ECLI:NL:CRVB:2018:587
Centrale Raad van Beroep
- Hoger beroep
- C.C.W. Lange
- H.G. Rottier
- R.P.T. Elshoff
- Rechtspraak.nl
Beoordeling van de juistheid van de loongerelateerde WGA-uitkering en de vastgestelde beperkingen
In deze zaak gaat het om een hoger beroep van appellant tegen de uitspraak van de rechtbank Den Haag, die op 15 augustus 2017 het beroep ongegrond verklaarde. Appellant, die als kwaliteitscontroleur werkte, is op 19 december 2012 uitgevallen met psychische klachten. Het Uwv had eerder vastgesteld dat appellant geen recht had op een uitkering op grond van de Wet WIA, omdat zijn arbeidsongeschiktheid onder de 35% was vastgesteld. Na een eerdere uitspraak van de rechtbank, waarin het Uwv werd opgedragen een nieuwe beslissing te nemen, heeft het Uwv in januari 2017 vastgesteld dat appellant recht heeft op een loongerelateerde WGA-uitkering met een arbeidsongeschiktheid van 35 tot 80%. Appellant ging hiertegen in beroep, maar de rechtbank oordeelde dat het besluit van het Uwv een deugdelijke medische grondslag had en dat de functies die aan appellant waren toegewezen medisch geschikt waren.

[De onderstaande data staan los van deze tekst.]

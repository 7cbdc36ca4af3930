use axum::extract::Path;
use axum::extract::State;
use axum::http::StatusCode;
use axum::Extension;

use super::ApiError;
use super::ApiSuccess;
use super::UserData;
use crate::domain::user::models::UserId;
use crate::inbound::http::middleware::AuthenticatedUser;
use crate::inbound::http::router::AppState;
use crate::user::errors::UserError;

pub async fn get_user(
    State(state): State<AppState>,
    Extension(actor): Extension<AuthenticatedUser>,
    Path(user_id): Path<String>,
) -> Result<ApiSuccess<UserData>, ApiError> {
    let user_id = UserId::from_string(&user_id).map_err(UserError::from)?;
    tracing::debug!(actor = %actor.user_id, user_id = %user_id, "Fetching user");

    state
        .user_service
        .get_user(&user_id)
        .await
        .map_err(ApiError::from)
        .map(|ref user| ApiSuccess::new(StatusCode::OK, user.into()))
}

In hoger beroep herhaalt appellant zijn eerdere argumenten en stelt dat er meer beperkingen in de Functionele Mogelijkhedenlijst (FML) opgenomen hadden moeten worden, met name met betrekking tot zijn pleinvrees en sociale functioneren. Het Uwv heeft echter bevestigd dat de FML correct is aangepast op basis van de bevindingen van psychiater Van der Drift. De Centrale Raad van Beroep oordeelt dat er geen aanleiding is om te twijfelen aan de juistheid van de door het Uwv vastgestelde beperkingen en dat appellant geen nieuwe medische stukken heeft ingediend die zijn standpunt onderbouwen. De Raad onderschrijft het oordeel van de rechtbank en bevestigt de aangevallen uitspraak.